A row broke out at the end of annual pay negotiations involving the editor, Andrew Jaspan, and the managing editor, Stephen Pritchard. Staff representatives were informed that a 3.82 per cent agreed rise would not apply to journalists who joined the paper recently under new contracts. In effect, 20 per cent of the journalists would no longer be covered by collective bargaining by the National Union of Journalists.
Last night journalists were predicting industrial action if Mr Jaspan and Peter Preston, the paper's editor-in-chief, did not reverse the decision. "No-one can believe what is being attempted.

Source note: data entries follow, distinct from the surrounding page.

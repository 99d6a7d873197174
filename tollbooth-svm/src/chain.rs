//! Solana address and transaction helpers.

use serde::{Deserialize, Deserializer, Serialize, Serializer};
use solana_message::VersionedMessage;
use solana_pubkey::{Pubkey, pubkey};
use solana_signature::Signature;
use solana_signer::Signer;
use solana_transaction::versioned::VersionedTransaction;
use std::fmt;
use std::str::FromStr;

use tollbooth::proto::Base64Bytes;

/// Associated Token Account program id.
pub const ATA_PROGRAM_ID: Pubkey = pubkey!("ATokenGPvbdGVxr1b2hvZbsiqW5xWH25efTNsLJA8knL");

/// A Solana public key carried on the wire as a base58 string.
///
/// `solana_pubkey::Pubkey` serializes as a byte array in serde, which is
/// wrong for JSON; this wrapper keeps the human-readable form.
#[derive(Debug, Clone, Copy, PartialEq, Eq, Hash)]
pub struct SvmAddress(pub Pubkey);

impl SvmAddress {
    /// Returns the wrapped public key.
    #[must_use]
    pub const fn pubkey(&self) -> &Pubkey {
        &self.0
    }
}

impl From<Pubkey> for SvmAddress {
    fn from(value: Pubkey) -> Self {
        Self(value)
    }
}

impl FromStr for SvmAddress {
    type Err = solana_pubkey::ParsePubkeyError;

    fn from_str(s: &str) -> Result<Self, Self::Err> {
        Pubkey::from_str(s).map(Self)
    }
}

impl fmt::Display for SvmAddress {
    fn fmt(&self, f: &mut fmt::Formatter<'_>) -> fmt::Result {
        write!(f, "{}", self.0)
    }
}

impl Serialize for SvmAddress {
    fn serialize<S: Serializer>(&self, serializer: S) -> Result<S::Ok, S::Error> {
        serializer.serialize_str(&self.0.to_string())
    }
}

impl<'de> Deserialize<'de> for SvmAddress {
    fn deserialize<D: Deserializer<'de>>(deserializer: D) -> Result<Self, D::Error> {
        let s = String::deserialize(deserializer)?;
        s.parse().map_err(serde::de::Error::custom)
    }
}

/// Derives the associated token account for a wallet, token program, and
/// mint.
#[must_use]
pub fn derive_ata(wallet: &Pubkey, token_program: &Pubkey, mint: &Pubkey) -> Pubkey {
    Pubkey::find_program_address(
        &[wallet.as_ref(), token_program.as_ref(), mint.as_ref()],
        &ATA_PROGRAM_ID,
    )
    .0
}

/// A transaction failed signing or encoding.
#[derive(Debug, thiserror::Error)]
#[error("transaction error: {0}")]
pub struct TransactionError(pub String);

/// Signs a versioned transaction with one required signer, leaving other
/// signature slots untouched.
///
/// # Errors
///
/// Returns [`TransactionError`] when the signer is not among the required
/// signers or signing fails.
pub fn sign_transaction<S: Signer>(
    mut tx: VersionedTransaction,
    signer: &S,
) -> Result<VersionedTransaction, TransactionError> {
    let msg_bytes = tx.message.serialize();
    let signature = signer
        .try_sign_message(&msg_bytes)
        .map_err(|e| TransactionError(e.to_string()))?;

    let num_required = tx.message.header().num_required_signatures as usize;
    let static_keys = tx.message.static_account_keys();

    let pos = static_keys[..num_required.min(static_keys.len())]
        .iter()
        .position(|k| *k == signer.pubkey())
        .ok_or_else(|| TransactionError("signer not among required signers".into()))?;

    if tx.signatures.len() < num_required {
        tx.signatures.resize(num_required, Signature::default());
    }
    tx.signatures[pos] = signature;
    Ok(tx)
}

/// Returns `true` when every required signature slot holds a real signature.
#[must_use]
pub fn is_fully_signed(tx: &VersionedTransaction) -> bool {
    let num_required = tx.message.header().num_required_signatures as usize;
    tx.signatures.len() >= num_required
        && tx
            .signatures
            .iter()
            .take(num_required)
            .all(|s| *s != Signature::default())
}

/// Verifies every non-default signature against the message bytes.
///
/// Default (all-zero) signatures are skipped: a partially signed
/// transaction is still awaiting its fee payer.
#[must_use]
pub fn partial_signatures_valid(tx: &VersionedTransaction) -> bool {
    let msg_bytes = tx.message.serialize();
    let keys = tx.message.static_account_keys();
    tx.signatures.iter().enumerate().all(|(i, sig)| {
        if *sig == Signature::default() {
            return true;
        }
        keys.get(i)
            .is_some_and(|key| sig.verify(key.as_ref(), &msg_bytes))
    })
}

/// Encodes a transaction as base64(bincode) for the payload wire format.
///
/// # Errors
///
/// Returns [`TransactionError`] on serialization failure.
pub fn transaction_to_base64(tx: &VersionedTransaction) -> Result<String, TransactionError> {
    let bytes = bincode::serialize(tx).map_err(|e| TransactionError(e.to_string()))?;
    Ok(Base64Bytes::encode(bytes).to_string())
}

/// Decodes a transaction from the payload wire format.
///
/// # Errors
///
/// Returns [`TransactionError`] on base64 or bincode failure.
pub fn transaction_from_base64(encoded: &str) -> Result<VersionedTransaction, TransactionError> {
    let bytes = Base64Bytes::from(encoded)
        .decode()
        .map_err(|e| TransactionError(e.to_string()))?;
    bincode::deserialize(&bytes).map_err(|e| TransactionError(e.to_string()))
}

/// Returns the fee payer (first static account) of a transaction message.
#[must_use]
pub fn fee_payer_of(message: &VersionedMessage) -> Option<Pubkey> {
    message.static_account_keys().first().copied()
}

#[cfg(test)]
mod tests {
    use super::*;

    #[test]
    fn address_base58_wire_format() {
        let addr: SvmAddress = "EPjFWdd5AufqSSqeM2qN1xzybapC8G4wEGGkZwyTDt1v"
            .parse()
            .unwrap();
        let json = serde_json::to_string(&addr).unwrap();
        assert_eq!(json, "\"EPjFWdd5AufqSSqeM2qN1xzybapC8G4wEGGkZwyTDt1v\"");
        let back: SvmAddress = serde_json::from_str(&json).unwrap();
        assert_eq!(back, addr);
    }

    #[test]
    fn ata_derivation_is_deterministic() {
        let wallet = Pubkey::from([1u8; 32]);
        let mint = Pubkey::from([2u8; 32]);
        let a = derive_ata(&wallet, &spl_token::id(), &mint);
        let b = derive_ata(&wallet, &spl_token::id(), &mint);
        assert_eq!(a, b);
        assert_ne!(a, derive_ata(&mint, &spl_token::id(), &wallet));
    }
}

This is the Observer, great liberal newspaper and champion of human rights," said a staff member.
n The appointment of new editors at the Daily Telegraph, Sunday Telegraph and Spectator continued to reverberate through senior ranks yesterday.
Media watchers predicted that Veronica Wadley, the Daily Telegraph's number two, who left after the appointment of Charles Moore as editor this week, would soon either emerge as deputy to her old boss, Max Hastings, at the London Evening Standard, or become number three on the Daily Mail.